Evacuations from Red Lake in northern Ontario continued Tuesday and overnight after a nearby fire that sparked Monday afternoon, dubbed Red Lake Fire 49, grew to more than 750 hectares.
According to Ontario’s Ministry of Natural Resources and Forestry, the fire is still classified as “out of control.”
“The fire is approximately three kilometres south of the Red Lake townsite and three kilometres west of Hwy. 105,” and moving eastward, they said.
“Air attack, Initial Attack FireRangers and heavy equipment worked throughout the day to slow the fire’s progress.”
Red Lake Mayor Fred Mota said Wednesday everyone needs to evacuate. He asked residents to proceed to the airport and said anyone who needs help evacuating can call 807-727-7106.
“We are experiencing heavy smoke conditions today and we understand this will continue throughout the day as the fire is in very close proximity to Red Lake.

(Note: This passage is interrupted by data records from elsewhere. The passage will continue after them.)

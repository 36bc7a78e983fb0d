//! Axum server setup and router configuration.

use crate::api;
use crate::shutdown::shutdown_signal;
use crate::state::AppState;
use axum::{
    Json, Router, extract::State, http::StatusCode, response::IntoResponse, routing::get,
};
use serde::Serialize;
use std::net::SocketAddr;
use tokio::net::TcpListener;
use tower_http::trace::TraceLayer;

/// Build the main application router.
pub fn build_router(state: AppState) -> Router {
    Router::new()
        // Health check endpoint
        .route("/health", get(health_check))
        .merge(api::router())
        .layer(TraceLayer::new_for_http())
        // Add state to all routes
        .with_state(state)
}

/// Health check response.
#[derive(Serialize)]
struct HealthResponse {
    status: &'static str,
    version: &'static str,
    store: &'static str,
}

/// Returns 503 when the store cannot be reached.
async fn health_check(State(state): State<AppState>) -> impl IntoResponse {
    let store = state.store.backend_name();
    let (code, status) = match state.store.health_check().await {
        Ok(()) => (StatusCode::OK, "healthy"),
        Err(e) => {
            tracing::warn!(store, error = %e, "Health check failed");
            (StatusCode::SERVICE_UNAVAILABLE, "unhealthy")
        }
    };
    (
        code,
        Json(HealthResponse {
            status,
            version: env!("CARGO_PKG_VERSION"),
            store,
        }),
    )
}

/// Run the server with graceful shutdown support.
pub async fn run_server(router: Router, addr: SocketAddr) -> Result<(), std::io::Error> {
    let listener = TcpListener::bind(addr).await?;
    tracing::info!("Server listening on {}", addr);

    axum::serve(
        listener,
        router.into_make_service_with_connect_info::<SocketAddr>(),
    )
    .with_graceful_shutdown(shutdown_signal())
    .await
}

#[cfg(test)]
mod tests {
    use super::*;
    use axum::body::Body;
    use axum::http::{Request, Response, header};
    use seatline_core::config::CacheConfig;
    use seatline_core::entities::event::Event;
    use seatline_core::rate_limit::RateLimitPolicy;
    use seatline_core::store::memory::Fault;
    use seatline_core::store::{EventStore, MemoryStore};
    use seatline_sdk::objects::{
        CancelResponse, ClearCacheResponse, ErrorBody, EventResponse, RegistrationResponse,
    };
    use serde_json::{Value, json};
    use std::sync::Arc;
    use time::macros::datetime;
    use tower::ServiceExt;

    fn event(id: &str, capacity: i32) -> Event {
        Event {
            id: id.to_string(),
            name: "Launch Night".to_string(),
            description: String::new(),
            starts_at: datetime!(2026-11-01 18:00 UTC),
            ends_at: datetime!(2026-11-01 21:00 UTC),
            location: "Lagos".to_string(),
            capacity,
            active: true,
        }
    }

    async fn app_with(policy: RateLimitPolicy) -> (Router, MemoryStore) {
        let store = MemoryStore::new();
        store.upsert_event(event("launch", 1)).await.unwrap();
        store.upsert_event(event("open-day", 0)).await.unwrap();
        let state = AppState::new(
            Arc::new(store.clone()),
            &CacheConfig::default(),
            policy,
            None,
        );
        (build_router(state), store)
    }

    async fn app() -> (Router, MemoryStore) {
        app_with(RateLimitPolicy::default()).await
    }

    fn registration_body(email: &str) -> Value {
        json!({
            "event_id": "launch",
            "name": "Ada Obi",
            "gender": "female",
            "profession": "Engineer",
            "phone_number": "08012345678",
            "email": email,
            "location_preference": "lagos",
        })
    }

    fn post(uri: &str, body: &Value) -> Request<Body> {
        Request::builder()
            .method("POST")
            .uri(uri)
            .header(header::CONTENT_TYPE, "application/json")
            .header("x-forwarded-for", "203.0.113.7")
            .body(Body::from(body.to_string()))
            .unwrap()
    }

    fn get(uri: &str) -> Request<Body> {
        Request::builder().uri(uri).body(Body::empty()).unwrap()
    }

    async fn json_body<T: serde::de::DeserializeOwned>(response: Response<Body>) -> T {
        let bytes = axum::body::to_bytes(response.into_body(), usize::MAX)
            .await
            .unwrap();
        serde_json::from_slice(&bytes).unwrap()
    }

    async fn send(router: &Router, request: Request<Body>) -> Response<Body> {
        router.clone().oneshot(request).await.unwrap()
    }

    #[tokio::test]
    async fn capacity_one_register_cancel_register() {
        let (router, _) = app().await;

        let response = send(&router, post("/events/register", &registration_body("a@example.com"))).await;
        assert_eq!(response.status(), StatusCode::CREATED);
        let first: RegistrationResponse = json_body(response).await;
        assert!(first.ticket_number.starts_with("TKT-"));

        let response = send(&router, post("/events/register", &registration_body("b@example.com"))).await;
        assert_eq!(response.status(), StatusCode::BAD_REQUEST);
        let error: ErrorBody = json_body(response).await;
        assert_eq!(error.error, "EventAtCapacity");

        let detail: EventResponse = json_body(send(&router, get("/events/launch")).await).await;
        assert_eq!(detail.registration_count, 1);
        assert_eq!(detail.spots_left, Some(0));

        let cancel = json!({ "ticket_number": first.ticket_number.to_ascii_lowercase() });
        let response = send(&router, post("/events/cancel", &cancel)).await;
        assert_eq!(response.status(), StatusCode::OK);
        let cancelled: CancelResponse = json_body(response).await;
        assert_eq!(cancelled.ticket_number, first.ticket_number);
        assert_eq!(cancelled.event_id, "launch");

        let response = send(&router, post("/events/cancel", &cancel)).await;
        assert_eq!(response.status(), StatusCode::NOT_FOUND);

        let response = send(&router, post("/events/register", &registration_body("b@example.com"))).await;
        assert_eq!(response.status(), StatusCode::CREATED);
    }

    #[tokio::test]
    async fn list_reflects_registrations() {
        let (router, _) = app().await;
        let before: Vec<EventResponse> = json_body(send(&router, get("/events")).await).await;
        assert_eq!(before.len(), 2);
        assert!(before.iter().all(|e| e.registration_count == 0));

        let mut body = registration_body("a@example.com");
        body["event_id"] = json!("open-day");
        let response = send(&router, post("/events/register", &body)).await;
        assert_eq!(response.status(), StatusCode::CREATED);

        let after: Vec<EventResponse> = json_body(send(&router, get("/events")).await).await;
        let open_day = after.iter().find(|e| e.id == "open-day").unwrap();
        assert_eq!(open_day.registration_count, 1);
        assert_eq!(open_day.spots_left, None);
    }

    #[tokio::test]
    async fn client_errors() {
        let (router, _) = app().await;

        let response = send(&router, get("/events/missing")).await;
        assert_eq!(response.status(), StatusCode::NOT_FOUND);

        let mut body = registration_body("a@example.com");
        body["event_id"] = json!("missing");
        let response = send(&router, post("/events/register", &body)).await;
        assert_eq!(response.status(), StatusCode::NOT_FOUND);

        let mut body = registration_body("a@example.com");
        body["phone_number"] = json!("12");
        let response = send(&router, post("/events/register", &body)).await;
        assert_eq!(response.status(), StatusCode::BAD_REQUEST);
        let error: ErrorBody = json_body(response).await;
        assert_eq!(error.error, "InvalidInput");

        let response = send(&router, post("/events/cancel", &json!({}))).await;
        assert_eq!(response.status(), StatusCode::BAD_REQUEST);

        let malformed = Request::builder()
            .method("POST")
            .uri("/events/register")
            .header(header::CONTENT_TYPE, "application/json")
            .body(Body::from("{not json"))
            .unwrap();
        assert_eq!(send(&router, malformed).await.status(), StatusCode::BAD_REQUEST);
    }

    #[tokio::test]
    async fn duplicate_email_is_rejected() {
        let (router, _) = app().await;
        let body = registration_body("a@example.com");
        assert_eq!(send(&router, post("/events/register", &body)).await.status(), StatusCode::CREATED);
        let response = send(&router, post("/events/register", &body)).await;
        assert_eq!(response.status(), StatusCode::BAD_REQUEST);
        let error: ErrorBody = json_body(response).await;
        assert_eq!(error.error, "DuplicateRegistration");
    }

    #[tokio::test]
    async fn oversized_cancel_body_is_rejected() {
        let (router, _) = app().await;
        let body = json!({ "email": format!("{}@example.com", "a".repeat(3000)) });
        let response = send(&router, post("/events/cancel", &body)).await;
        assert_eq!(response.status(), StatusCode::PAYLOAD_TOO_LARGE);
        let error: ErrorBody = json_body(response).await;
        assert_eq!(error.error, "PayloadTooLarge");
    }

    #[tokio::test]
    async fn registration_is_rate_limited_per_ip() {
        let (router, _) = app_with(RateLimitPolicy {
            per_ip_per_hour: 2,
            per_email_per_day: 10,
        })
        .await;
        for email in ["a@example.com", "b@example.com"] {
            let response = send(&router, post("/events/register", &registration_body(email))).await;
            assert_ne!(response.status(), StatusCode::TOO_MANY_REQUESTS);
        }
        let response = send(&router, post("/events/register", &registration_body("c@example.com"))).await;
        assert_eq!(response.status(), StatusCode::TOO_MANY_REQUESTS);
        assert!(response.headers().contains_key(header::RETRY_AFTER));
        let error: ErrorBody = json_body(response).await;
        assert_eq!(error.error, "RateLimited");
    }

    #[tokio::test]
    async fn clear_cache_drops_event_views() {
        let (router, _) = app().await;
        send(&router, get("/events")).await;
        send(&router, get("/events/launch")).await;

        let response = send(&router, post("/events/clear-cache", &json!({ "all": true }))).await;
        assert_eq!(response.status(), StatusCode::OK);
        let cleared: ClearCacheResponse = json_body(response).await;
        assert_eq!(cleared.cleared, 2);

        let response = send(&router, post("/events/clear-cache", &json!({}))).await;
        assert_eq!(response.status(), StatusCode::BAD_REQUEST);
    }

    #[tokio::test]
    async fn health_reports_store_state() {
        let (router, store) = app().await;
        let response = send(&router, get("/health")).await;
        assert_eq!(response.status(), StatusCode::OK);
        let body: Value = json_body(response).await;
        assert_eq!(body["store"], "memory");
        assert_eq!(body["status"], "healthy");

        store.set_fault(Some(Fault::Unavailable)).await;
        let response = send(&router, get("/health")).await;
        assert_eq!(response.status(), StatusCode::SERVICE_UNAVAILABLE);

        let events: Vec<EventResponse> = json_body(send(&router, get("/events")).await).await;
        assert!(events.is_empty());
    }

    #[tokio::test]
    async fn event_detail_is_not_found_while_store_is_down() {
        let (router, store) = app().await;
        store.set_fault(Some(Fault::Unavailable)).await;

        let response = send(&router, get("/events/launch")).await;
        assert_eq!(response.status(), StatusCode::NOT_FOUND);
        let error: ErrorBody = json_body(response).await;
        assert_eq!(error.error, "EventNotFound");
    }
}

“We have an airplane on standby today to remove residents immediately.”If people don’t head to the airport before the afternoon, they can’t guarantee transport, he added. Mota says over 20 ground crews, six water bombers and 12 helicopters were involved in fighting the fire, which as of Wednesday afternoon was still out of control.A spokesperson for the province of Manitoba said one air tanker group — which includes two water bombers and one Bird Dog aircraft — was deployed to the area, while additional water bombers stationed in Manitoba have been assisting as needed.“It was so fast and ferocious,” said Janalee Jodouin, a resident of Madsen who was escorted by police back to her home to quickly retrieve some medication for her dog.“It was shocking to see our whole … Highway 618 is destroyed. We just got new fibre optic lines to get internet for the first time in Madsen. Those are all on fire, hydro poles on fire. It was shocking and sad.”
Aviation Forest Fire and Emergency Services told the Kenora Miner & News Wednesday said the cause of the fire is still being investigated.
The OPP said they are not investigating an arson in the area.